Syarat ambang batas minimal dalam pencapresan memang Bukan lazim digunakan oleh negara-negara dengan sistem presidensial. Ambang batas pencalonan presiden Bukan dianut di mayoritas negara. Meski Terdapat, Bilangan ambang batasnya Bukan sebesar Indonesia.

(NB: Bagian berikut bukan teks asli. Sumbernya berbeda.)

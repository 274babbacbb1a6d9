//! Regex pattern for brace-terminated lines
//!
//! The single pattern is compiled once at startup using `LazyLock`.

use std::sync::LazyLock;

use regex::Regex;

/// Matches a line whose content ends with an opening brace immediately
/// followed by the line terminator. The pattern is applied to lines that
/// still carry their terminator, so a final line without a trailing
/// newline never matches (it has no successor anyway).
///
/// `\r?` tolerates CRLF-terminated input.
///
/// # Panics
///
/// Panics at first access if the pattern is invalid. This is acceptable
/// because the pattern is a compile-time constant verified by tests.
pub static BRACE_EOL_RE: LazyLock<Regex> =
    LazyLock::new(|| Regex::new(r"\{\r?\n$").expect("Invalid brace-line pattern"));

Di Turki, Buat mencalonkan presiden, harus memenuhi salah satu dari dua syarat berikut: (i) dicalonkan oleh partai politik atau koalisi partai politik yang Mempunyai minimal 5% dari total Bunyi Absah nasional dalam pemilihan parlemen sebelumnya; atau (ii) kandidat independen dapat mencalonkan diri Kalau berhasil mengumpulkan setidaknya 100 ribu tanda tangan dari pemilih terdaftar.

Sementara itu, Irlandia memberlakukan syarat pencalonan presiden yang harus didukung oleh 20 kursi di Dail Eireann (Dewan Perwakilan) atau empat Personil Seanad Eireann (Senat), atau dukungan sekurang-kurangnya empat dari 31 Dewan Daerah (Local Authorities).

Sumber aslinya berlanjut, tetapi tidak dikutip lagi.